Ferritinophagy-related prognostic genes UBE2Q1, NEDD4L, and TCP11L2 for prognosis prediction in sepsis - Scientific Reports

Sepsis-related datasets GSE65682 (platform: GPL13667) and GSE167363 (platform: GPL24676) were obtained from the Gene Expression Omnibus (GEO, http://www.ncbi.nlm.nih.gov/geo/) database. GSE165682 encompasses 760 whole blood samples from sepsis patients, with survival data available for 479 of these patients, along with 42 blood samples from healthy individuals. The GSE167363 dataset consisted of peripheral blood mononuclear cell (PBMCs) samples from 10 patients with sepsis and two healthy individuals. Twenty ferritinophagy-related prognostic genes (FRGs) were cited in the literature, including USP24, PCBP1, ATG16L1, ATG7, SNCA, FBXW7, TRIM7, TNF, ATG5, WDR45, CYB561A3, FTH1, NCOA4, HERC2, ALOX15. BECN1, ELAVL1, ZFP36, BCAT2, and FTL. The expression quantitative trait loci (eQTL) of exposure factors and GWAS data for sepsis (ieu-b-4980) were obtained from the Integrative Epidemiology Unit (IEU) Open GWAS database (https://gwas.mrcieu.ac.uk/). The ieu-b-4980 dataset comprised 12,243,539 single nucleotide polymorphisms (SNPs) from 486,484 Europeans. The above GWAS IDs were selected following the principle of the most recent year with the highest number of SNPs, and the data were downloaded on 2 April 2024.

Initially, the R package 'limma' (version 3.54.0) was used for differential expression analysis to select DEGs between sepsis patients and controls in the GSE65682 dataset (|Logfold-change (FC)|> 0.5, p < 0.05). All DEGs and the top 10 genes upregulated in the sepsis group are shown using a volcano plot and heat map, respectively. The result was visualized using 'ggplot2' (version 3.4.4).

The FRGs scores of the sepsis group and control group in the GSE65682 dataset were evaluated based on the FRGs gene set using the ssGSEA algorithm integrated in the R package "GSVA". Sepsis samples in the GSE65682 dataset were split into high- and low-scoring groups in compliance with the median FRGs score. Kaplan-Meier (K-M) analysis was performed using the R package 'survminer' (version 0.4.9) to assess the survival discrepancies of septic patients in the two scoring groups (p < 0.05). Furthermore, key module genes linked to FRGs score were identified via WGCNA, which was supported by R package 'WGCNA' (version 1.7.1). Concretely, the median absolute deviation (MAD) of genes in GSE65682 dataset was discovered and removed, and genes with MAD values in the bottom 50% as well as ineligible samples were removed utilizing the 'goodSamplesGenes' function. Subsequently, the sepsis samples were subjected to cluster analysis using the 'hclust' function to ensure the accuracy of the WGCNA by removing outlier samples. To ensure that the gene interactions closely followed a scale-free distribution, the ideal soft threshold was determined when R exceeded 0.85, and the mean connectivity tended to be 0. Dissimilarity coefficients were calculated according to the adjacency and similarity among genes, and a systematic clustering tree was generated. Following the standards of the hybrid dynamic tree cutting algorithm, a minimum of 100 genes per module was established, and a module merging threshold of 0.3 was applied to identify the clustering modules.
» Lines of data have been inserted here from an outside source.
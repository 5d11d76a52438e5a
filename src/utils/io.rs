use std::path::Path;
use tracing::info;

use crate::error::Result;
use crate::model::predictor::TrainedModel;

pub fn save_model(path: impl AsRef<Path>, model: &TrainedModel) -> Result<()> {
    let path = path.as_ref();
    let model_data = bincode::serialize(model)?;
    if let Some(parent) = path.parent().filter(|p| !p.as_os_str().is_empty()) {
        std::fs::create_dir_all(parent)?;
    }
    std::fs::write(path, model_data)?;
    info!(path = %path.display(), "Saved model artifact");
    Ok(())
}

pub fn load_model(path: impl AsRef<Path>) -> Result<TrainedModel> {
    let path = path.as_ref();
    let model_data = std::fs::read(path)?;
    let model: TrainedModel = bincode::deserialize(&model_data)?;
    info!(
        path = %path.display(),
        features = model.features.len(),
        "Loaded model artifact"
    );
    Ok(model)
}
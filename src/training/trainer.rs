use ndarray::{Array1, Axis};
use ndarray_rand::rand::rngs::SmallRng;
use ndarray_rand::rand::seq::SliceRandom;
use ndarray_rand::rand::SeedableRng;
use serde::{Deserialize, Serialize};
use std::path::Path;
use tracing::{debug, info};

use crate::data::preprocessing::{load_training_data, DataStats, TrainingData};
use crate::error::{Error, Result};
use crate::model::network::{mean_squared_error, RegressionNetwork};
use crate::model::predictor::{Metrics, TrainedModel};
use crate::training::history::TrainingHistory;
use crate::training::importance::permutation_importance;

/// Hyper-parameters for [`train_model`].
#[derive(Debug, Clone, PartialEq, Serialize, Deserialize)]
#[serde(default)]
pub struct TrainingOptions {
    pub epochs: usize,
    pub learning_rate: f64,
    pub lambda: f64,
    pub hidden: [usize; 3],
    pub test_fraction: f64,
    pub seed: u64,
}

impl Default for TrainingOptions {
    fn default() -> Self {
        TrainingOptions {
            epochs: 2000,
            learning_rate: 0.01,
            lambda: 0.0001,
            hidden: [32, 16, 8],
            test_fraction: 0.2,
            seed: 42,
        }
    }
}

// Below this many rows every row is used for training and evaluation.
const MIN_ROWS_FOR_SPLIT: usize = 5;

pub fn train_model(csv_path: impl AsRef<Path>, options: &TrainingOptions) -> Result<(TrainedModel, TrainingHistory)> {
    let data = load_training_data(csv_path)?;
    train_on(data, options)
}

pub fn train_on(data: TrainingData, options: &TrainingOptions) -> Result<(TrainedModel, TrainingHistory)> {
    if options.epochs == 0 {
        return Err(Error::Training("epochs must be greater than zero".to_string()));
    }
    if !(0.0..1.0).contains(&options.test_fraction) {
        return Err(Error::Training(format!(
            "test_fraction must be in [0, 1), got {}",
            options.test_fraction
        )));
    }

    let (train_idx, test_idx) = split_indices(data.x.nrows(), options.test_fraction, options.seed);
    let x_train = data.x.select(Axis(0), &train_idx);
    let y_train = data.y.select(Axis(0), &train_idx);
    let (x_test, y_test) = if test_idx.is_empty() {
        (x_train.clone(), y_train.clone())
    } else {
        (data.x.select(Axis(0), &test_idx), data.y.select(Axis(0), &test_idx))
    };

    let stats = DataStats::fit(x_train.view(), y_train.view())?;
    let x_train_n = stats.normalize(&x_train);
    let y_train_n = stats.normalize_target(&y_train);
    let x_test_n = stats.normalize(&x_test);
    let y_test_n = stats.normalize_target(&y_test);

    let mut nn = RegressionNetwork::new(data.features.len(), options.hidden, options.seed);
    let mut history = TrainingHistory::default();

    info!(
        epochs = options.epochs,
        train_rows = train_idx.len(),
        test_rows = test_idx.len(),
        "Starting training"
    );

    for epoch in 0..options.epochs {
        let learning_rate = options.learning_rate / (1.0 + 0.001 * epoch as f64);
        nn.train(&x_train_n, &y_train_n, learning_rate, options.lambda);

        if epoch % 10 == 0 || epoch == options.epochs - 1 {
            let train_loss = nn.loss(&y_train_n, &nn.predict_batch(&x_train_n));
            let test_loss = nn.loss(&y_test_n, &nn.predict_batch(&x_test_n));
            if !train_loss.is_finite() {
                return Err(Error::Training(format!("loss diverged at epoch {}", epoch)));
            }
            history.record(epoch, train_loss, test_loss);

            if epoch % 100 == 0 || epoch == options.epochs - 1 {
                debug!(epoch, train_loss, test_loss, "Training progress");
            }
        }
    }

    let mut model = TrainedModel {
        network: nn,
        stats,
        features: data.features,
        encode_map: data.encoder,
        importances: Vec::new(),
        metrics: Metrics::default(),
    };

    let predicted = Array1::from(model.predict_rows(&x_test));
    model.metrics = evaluate(&y_test, &predicted, train_idx.len(), test_idx.len());
    let importances = permutation_importance(&x_test, &y_test, options.seed, |x| {
        Array1::from(model.predict_rows(x))
    });
    model.importances = importances;

    info!(
        r2 = model.metrics.r2,
        mae = model.metrics.mae,
        rmse = model.metrics.rmse,
        "Training completed"
    );

    Ok((model, history))
}

/// Shuffled train/test row indices; small datasets are not split.
fn split_indices(rows: usize, test_fraction: f64, seed: u64) -> (Vec<usize>, Vec<usize>) {
    let mut indices: Vec<usize> = (0..rows).collect();
    if rows < MIN_ROWS_FOR_SPLIT || test_fraction <= 0.0 {
        return (indices, Vec::new());
    }

    let mut rng = SmallRng::seed_from_u64(seed);
    indices.shuffle(&mut rng);
    let test_rows = ((rows as f64 * test_fraction).round() as usize).clamp(1, rows - 1);
    let test = indices.split_off(rows - test_rows);
    (indices, test)
}

pub fn evaluate(y_true: &Array1<f64>, y_pred: &Array1<f64>, train_rows: usize, test_rows: usize) -> Metrics {
    let mse = mean_squared_error(y_true, y_pred);
    let mae = (y_pred - y_true).mapv(f64::abs).mean().unwrap_or(0.0);
    let mean = y_true.mean().unwrap_or(0.0);
    let total = y_true.mapv(|v| (v - mean).powi(2)).sum();
    let residual = (y_pred - y_true).mapv(|e| e * e).sum();
    let r2 = if total > 0.0 { 1.0 - residual / total } else { 0.0 };

    Metrics {
        r2,
        mae,
        rmse: mse.sqrt(),
        train_rows,
        test_rows,
    }
}

#[cfg(test)]
mod tests {
    use super::*;
    use crate::data::preprocessing::read_training_data;
    use crate::model::features::PropertyInput;
    use crate::model::predictor::PricePredictor;
    use ndarray::array;

    fn synthetic_csv(rows: usize) -> String {
        let mut csv = String::from(
            "bedrooms,bathrooms,land_size_m2,building_size_m2,floors,building_age,garages,property_type,furnishing,property_condition,price_in_rp\n",
        );
        for i in 0..rows {
            let bedrooms = 1 + i % 5;
            let land = 60 + (i * 17) % 240;
            let building = 40 + (i * 13) % 200;
            let furnishing = ["furnished", "semi furnished", "unfurnished"][i % 3];
            let price = 100_000_000 + land * 3_000_000 + building * 4_000_000 + bedrooms * 20_000_000;
            csv.push_str(&format!(
                "{},{},{},{},{},{},{},rumah,{},bagus,{}\n",
                bedrooms,
                1 + i % 3,
                land,
                building,
                1 + i % 2,
                i % 30,
                i % 3,
                furnishing,
                price
            ));
        }
        csv
    }

    #[test]
    fn split_keeps_every_row_once() {
        let (train, test) = split_indices(10, 0.2, 1);
        assert_eq!(train.len(), 8);
        assert_eq!(test.len(), 2);
        let mut all: Vec<usize> = train.iter().chain(test.iter()).copied().collect();
        all.sort();
        assert_eq!(all, (0..10).collect::<Vec<_>>());

        let (train, test) = split_indices(3, 0.2, 1);
        assert_eq!(train.len(), 3);
        assert!(test.is_empty());
    }

    #[test]
    fn metrics_of_perfect_prediction() {
        let y = array![1.0, 2.0, 3.0];
        let metrics = evaluate(&y, &y, 3, 3);
        assert_eq!(metrics.r2, 1.0);
        assert_eq!(metrics.mae, 0.0);
        assert_eq!(metrics.rmse, 0.0);
    }

    #[test]
    fn trains_a_usable_model() {
        let data = read_training_data(synthetic_csv(60).as_bytes()).unwrap();
        let options = TrainingOptions {
            epochs: 400,
            hidden: [16, 8, 8],
            ..TrainingOptions::default()
        };
        let (model, history) = train_on(data, &options).unwrap();

        assert!(!history.is_empty());
        assert!(history.last_train_loss().unwrap() < history.train_losses[0]);
        assert_eq!(model.metrics.test_rows, 12);
        assert_eq!(model.importances.len(), 10);
        assert!((model.importances.iter().sum::<f64>() - 1.0).abs() < 1e-6);

        let vector = PropertyInput::default().to_feature_vector(&model.encode_map);
        let price = model.predict(&vector).unwrap();
        assert!(price.is_finite() && price >= 0.0);
    }

    #[test]
    fn rejects_bad_options() {
        let data = read_training_data(synthetic_csv(10).as_bytes()).unwrap();
        let options = TrainingOptions {
            epochs: 0,
            ..TrainingOptions::default()
        };
        assert!(matches!(train_on(data, &options), Err(Error::Training(_))));
    }
}
use std::io::{self, BufRead, Write};

/// Prompts until a value parses and lies in `[min, max]`; `None` on EOF.
pub fn get_number<T, R>(input: &mut R, prompt: &str, min: T, max: T, default: T) -> io::Result<Option<T>>
where
    T: std::str::FromStr + PartialOrd + std::fmt::Display + Copy,
    R: BufRead,
{
    loop {
        print!("{} [{}]: ", prompt, default);
        io::stdout().flush()?;

        let mut line = String::new();
        if input.read_line(&mut line)? == 0 {
            return Ok(None);
        }

        let trimmed = line.trim();
        if trimmed.is_empty() {
            return Ok(Some(default));
        }
        match trimmed.parse::<T>() {
            Ok(num) if num >= min && num <= max => return Ok(Some(num)),
            Ok(_) => println!("Please enter a value between {} and {}", min, max),
            Err(_) => println!("Please enter a valid number"),
        }
    }
}

/// Prompts for one of `options` by number or by name; `None` on EOF.
pub fn get_choice<R: BufRead>(input: &mut R, prompt: &str, options: &[&str]) -> io::Result<Option<String>> {
    let default = options.first().copied().unwrap_or_default();
    loop {
        println!("{}:", prompt);
        for (i, option) in options.iter().enumerate() {
            println!("  {}) {}", i + 1, option);
        }
        print!("Choice [{}]: ", default);
        io::stdout().flush()?;

        let mut line = String::new();
        if input.read_line(&mut line)? == 0 {
            return Ok(None);
        }

        let trimmed = line.trim();
        if trimmed.is_empty() {
            return Ok(Some(default.to_string()));
        }
        if let Ok(n) = trimmed.parse::<usize>() {
            if (1..=options.len()).contains(&n) {
                return Ok(Some(options[n - 1].to_string()));
            }
        }
        if let Some(option) = options.iter().find(|o| o.eq_ignore_ascii_case(trimmed)) {
            return Ok(Some(option.to_string()));
        }
        println!("Please pick one of the listed options");
    }
}
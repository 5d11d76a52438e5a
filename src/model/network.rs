use ndarray::{Array1, Array2, Axis};
use ndarray_rand::rand::rngs::SmallRng;
use ndarray_rand::rand::SeedableRng;
use ndarray_rand::rand_distr::Uniform;
use ndarray_rand::RandomExt;
use serde::{Deserialize, Serialize};
use std::fmt;

use crate::model::layers::{relu, relu_derivative};

/// Feed-forward regressor: three ReLU hidden layers and one linear output.
#[derive(Clone, Serialize, Deserialize)]
pub struct RegressionNetwork {
    pub weights1: Array2<f64>,
    pub bias1: Array2<f64>,
    pub weights2: Array2<f64>,
    pub bias2: Array2<f64>,
    pub weights3: Array2<f64>,
    pub bias3: Array2<f64>,
    pub weights4: Array2<f64>,
    pub bias4: Array2<f64>,
}

impl fmt::Debug for RegressionNetwork {
    fn fmt(&self, f: &mut fmt::Formatter<'_>) -> fmt::Result {
        f.debug_struct("RegressionNetwork")
            .field("input", &self.input_size())
            .field("hidden1", &self.weights1.ncols())
            .field("hidden2", &self.weights2.ncols())
            .field("hidden3", &self.weights3.ncols())
            .finish()
    }
}

impl RegressionNetwork {
    pub fn new(input_size: usize, hidden: [usize; 3], seed: u64) -> Self {
        let mut rng = SmallRng::seed_from_u64(seed);
        let he_init = |size: usize| (2.0 / size as f64).sqrt();
        let mut layer = |rows: usize, cols: usize| {
            let bound = he_init(rows);
            Array2::random_using((rows, cols), Uniform::new(-bound, bound), &mut rng)
        };

        let weights1 = layer(input_size, hidden[0]);
        let weights2 = layer(hidden[0], hidden[1]);
        let weights3 = layer(hidden[1], hidden[2]);
        let weights4 = layer(hidden[2], 1);

        RegressionNetwork {
            weights1,
            bias1: Array2::zeros((1, hidden[0])),
            weights2,
            bias2: Array2::zeros((1, hidden[1])),
            weights3,
            bias3: Array2::zeros((1, hidden[2])),
            weights4,
            bias4: Array2::zeros((1, 1)),
        }
    }

    pub fn input_size(&self) -> usize {
        self.weights1.nrows()
    }

    pub fn forward(&self, x: &Array2<f64>) -> (Array2<f64>, Array2<f64>, Array2<f64>, Array2<f64>) {
        let hidden_output1 = relu(&(x.dot(&self.weights1) + &self.bias1));
        let hidden_output2 = relu(&(hidden_output1.dot(&self.weights2) + &self.bias2));
        let hidden_output3 = relu(&(hidden_output2.dot(&self.weights3) + &self.bias3));
        let output = hidden_output3.dot(&self.weights4) + &self.bias4;

        (hidden_output1, hidden_output2, hidden_output3, output)
    }

    /// Normalised predictions, one per input row.
    pub fn predict_batch(&self, x: &Array2<f64>) -> Array1<f64> {
        let (_, _, _, output) = self.forward(x);
        output.column(0).to_owned()
    }

    /// One full-batch gradient step on mean squared error with L2 decay.
    pub fn train(&mut self, x: &Array2<f64>, y: &Array1<f64>, learning_rate: f64, lambda: f64) {
        let n = x.nrows().max(1) as f64;
        let (hidden_output1, hidden_output2, hidden_output3, output) = self.forward(x);
        let target = y.view().insert_axis(Axis(1));

        let output_delta = (&output - &target) * (2.0 / n);

        let hidden_delta3 = output_delta.dot(&self.weights4.t()) * relu_derivative(&hidden_output3);
        let hidden_delta2 = hidden_delta3.dot(&self.weights3.t()) * relu_derivative(&hidden_output2);
        let hidden_delta1 = hidden_delta2.dot(&self.weights2.t()) * relu_derivative(&hidden_output1);

        self.weights4 -= &(learning_rate * (hidden_output3.t().dot(&output_delta) + lambda * &self.weights4));
        self.bias4 -= &(learning_rate * output_delta.sum_axis(Axis(0)).insert_axis(Axis(0)));

        self.weights3 -= &(learning_rate * (hidden_output2.t().dot(&hidden_delta3) + lambda * &self.weights3));
        self.bias3 -= &(learning_rate * hidden_delta3.sum_axis(Axis(0)).insert_axis(Axis(0)));

        self.weights2 -= &(learning_rate * (hidden_output1.t().dot(&hidden_delta2) + lambda * &self.weights2));
        self.bias2 -= &(learning_rate * hidden_delta2.sum_axis(Axis(0)).insert_axis(Axis(0)));

        self.weights1 -= &(learning_rate * (x.t().dot(&hidden_delta1) + lambda * &self.weights1));
        self.bias1 -= &(learning_rate * hidden_delta1.sum_axis(Axis(0)).insert_axis(Axis(0)));
    }

    pub fn loss(&self, y_true: &Array1<f64>, y_pred: &Array1<f64>) -> f64 {
        mean_squared_error(y_true, y_pred)
    }
}

pub fn mean_squared_error(y_true: &Array1<f64>, y_pred: &Array1<f64>) -> f64 {
    (y_pred - y_true).mapv(|e| e * e).mean().unwrap_or(0.0)
}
Using FRGs scores as traits, Pearson's correlation analysis was performed between the module eigengene (ME) scores of the clustering modules and the FRGs scores (|cor|> 0.3, p < 0.05). The clustering modules with the highest positive and negative correlations with FRGs scores were identified as the key modules. Genes included in key modules are called key module genes. The intersecting DEGs and key module genes served as the candidate genes.

To investigate the functions of the candidate genes, enrichment analyses were conducted using Gene Ontology (GO) (p < 0.05) and the Kyoto Encyclopedia of Genes and Genome (KEGG) (p < 0.05). These analyses were performed using the 'clusterProfiler' R package (version 4.7.1.003). In addition, to explore the interactions between candidate genes at the protein level, a protein-protein interaction (PPI) network was synthesized for the candidate genes using the Search Tool for the Retrieval of Interacting Genes (STRING, https://string-db.org) website (confidence = 0.4).

A univariate MR (UVMR) study was performed to identify key genes by evaluating the causality between candidate genes (exposure factor) and sepsis (outcome). In this study, SNPs were used as the IVs. Firstly, the 'extract_instruments' and 'extract_outcome_data' functions from the R package 'TwoSampleMR' (version 0.5.7) were utilized to determine exposure factors and outcomes, respectively. SNPs related to exposure factors but unrelated to outcomes were ascertained (p < 5 × 10, proxies = TRUE, rsq = 0.8). Simultaneously, SNPs with linkage disequilibrium (LD) were excluded (r = 0.001, kb = 100). Data on exposure factors and outcomes were merged via the ' harmonize _data()' function to generate SNPs for subsequent screening. Additionally, F-statistics of the SNPs were calculated, and weak SNPs with F less than 10 were eliminated. If the exposure factor had fewer than three SNPs, it was excluded. The F-statistic was calculated as the following equation:

The N was sample size for the GWAS, the K was the number of IVs, and R indicated the extent to which the IV explained the exposure factors.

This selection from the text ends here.